Some general tips that may help to get you started that work for me and my ADHD and may work for you and your anxiety:
Start a timer for a short time. You don't have to clean your whole house, you are just going to pick up for five minutes. Then you can stop, and you only have to face a *little* bit of the anxiety.
5-4-3-2-1-go. Don't overthink it, count down quickly and then get up and do something. Keep going in as long a spurt as you can manage without getting too upset, but cutting down on the time for pre-game fretting might help with the anxiety.
Do the smallest amount possible. You don't have to clean this room, you just have to take one dish to the sink. You don't have to do all the dishes, you can just unload part of the top tray of the dishwasher.
Some general tips on trying to keep a space clean:
First, encouragement: It is a lot easier to maintain a clean space than it is to create one.
If you're thinking that something needs to be done and it can take you under five minutes to do it and it's right in front of you, do it. I do this with my dishwasher. It turns out unloading the dishwasher is the main thing that stalls me on dishes and keeps my sink full, so now when I'm waiting for the kettle or letting my tea steep, I unload whatever I can get done in that time. If I have the vacuum out and I did my living room but the hall and the bedroom could use a quick pass too, I vacuum them while I've got the machine in my hand.
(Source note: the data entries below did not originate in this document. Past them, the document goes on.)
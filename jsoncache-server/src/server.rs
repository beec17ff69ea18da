use std::{future::Future, sync::Arc, time::Duration};

use tokio::{net::TcpListener, task::JoinHandle, time::Instant};

use jsoncache_core::{backend::StoreBackendBuilder, store::DocumentStore};
use jsoncache_memory::{FlushPolicy, InMemoryStore};

use crate::config::ServerConfig;
use crate::error::{ServerError, ServerResult};
use crate::handler::SharedStore;
use crate::router::build_router;

/// HTTP front end over a persistent in-memory document store.
pub struct JsonCacheServer {
    config: ServerConfig,
}

impl JsonCacheServer {
    pub fn new(config: ServerConfig) -> Self {
        Self { config }
    }

    pub fn config(&self) -> &ServerConfig {
        &self.config
    }

    /// Load the data file and build the shared store.
    ///
    /// A missing data file yields an empty store; any other load failure is returned.
    pub async fn open_store(&self) -> ServerResult<SharedStore> {
        let policy = match self.config.flush_interval() {
            Some(_) => FlushPolicy::Deferred,
            None => FlushPolicy::EveryWrite,
        };

        let backend = InMemoryStore::builder()
            .path(&self.config.data_path)
            .flush_policy(policy)
            .build()
            .await?;

        Ok(Arc::new(DocumentStore::new(backend)))
    }

    /// Start serving requests until Ctrl-C.
    pub async fn serve(self) -> ServerResult<()> {
        self.serve_with_shutdown(shutdown_signal()).await
    }

    /// Start serving requests until `signal` resolves, then flush the store.
    pub async fn serve_with_shutdown(
        self,
        signal: impl Future<Output = ()> + Send + 'static,
    ) -> ServerResult<()> {
        let store = self.open_store().await?;
        self.serve_store(store, signal).await
    }

    async fn serve_store(
        &self,
        store: SharedStore,
        signal: impl Future<Output = ()> + Send + 'static,
    ) -> ServerResult<()> {
        let flusher = self
            .config
            .flush_interval()
            .map(|interval| spawn_flusher(store.clone(), interval));

        let listener = TcpListener::bind(&self.config.bind_addr).await?;
        tracing::info!(
            addr = %self.config.bind_addr,
            data = %self.config.data_path.display(),
            "jsoncache server listening"
        );

        let served = axum::serve(listener, build_router(store.clone()))
            .with_graceful_shutdown(signal)
            .await
            .map_err(ServerError::Io);

        if let Some(flusher) = flusher {
            flusher.abort();
        }

        store.flush().await?;
        tracing::info!("jsoncache server stopped");

        served
    }
}

fn spawn_flusher(store: SharedStore, interval: Duration) -> JoinHandle<()> {
    tokio::spawn(async move {
        let mut ticker = tokio::time::interval_at(Instant::now() + interval, interval);
        loop {
            ticker.tick().await;
            if let Err(e) = store.flush().await {
                tracing::warn!(error = %e, "Periodic flush failed");
            }
        }
    })
}

async fn shutdown_signal() {
    if let Err(e) = tokio::signal::ctrl_c().await {
        tracing::warn!(error = %e, "Failed to listen for shutdown signal");
        std::future::pending::<()>().await;
    }
}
Set success traps. Success traps are things that let you fall into succeeding by front-loading the effort (or executive function) of cleaning with planning. Trash collects in your living space? Put a bunch of little trash cans everywhere. Cleaning your bathroom takes extra time because you have to go get glass cleaner and paper towels from another room? Keep a bottle of glass cleaner and a roll of paper towels under the sink. You never sweep because it is a pain in the ass to get the broom out of the broom closet? Hang the broom from a mount in the kitchen. It takes too long to clean the counter because you have to pick up a bunch of makeup brushes and bottles and soap? Put that shit on a tray and now you only have to move one thing to clean the counter.
And for your specific question, with "things never seem to quite fit back where they came from" sounds like you're playing storage tetris, which is when things have a place and it is a *very specific and exact* place that doesn't have a lot of room around it. You may need to think about downsizing for your space, or, more likely, think about more efficient storage. That Caroline Winkler video I linked has some tips on this ("don't store things in a way that will make you angry like putting your common use objects on an out of reach shelf or you'll never put things back because it's hard to put them back" and "maximize your weirdo spaces" speak to your situation, i think) that I've put into use, particularly in my kitchen. It was hard to keep the counter clear because it was hard to put my stand mixer away because the rack for the stand mixer had a wok and a bunch of cast iron pans and a panini press and a chafing dish on it; I put the panini press and the least-used cast iron and the chafing dish and the wok in a more out-of-the way cabinet (because i basically never use them but they're very useful when I need them) and now that shelf has a little grill, my more commonly used cast iron, and my stand mixer so putting away the stand mixer is a lot less effort so my counter stays clear. I wasn't using the top shelf of my dish cabinet for dishes because it's too high up for daily use, but it's perfect for the rice cooker, waffle maker, and food processor that I use less than my dishes but more than my george forman grill.
And anyway, the TL;DR for all of that:
Work a little bit at a time, be nice to yourself, don't keep things that aren't worth keeping, and configure your storage in a way that works for you (by keeping your lifestyle, the way you use things, and how easy it is to put away into account before deciding that's where something lives).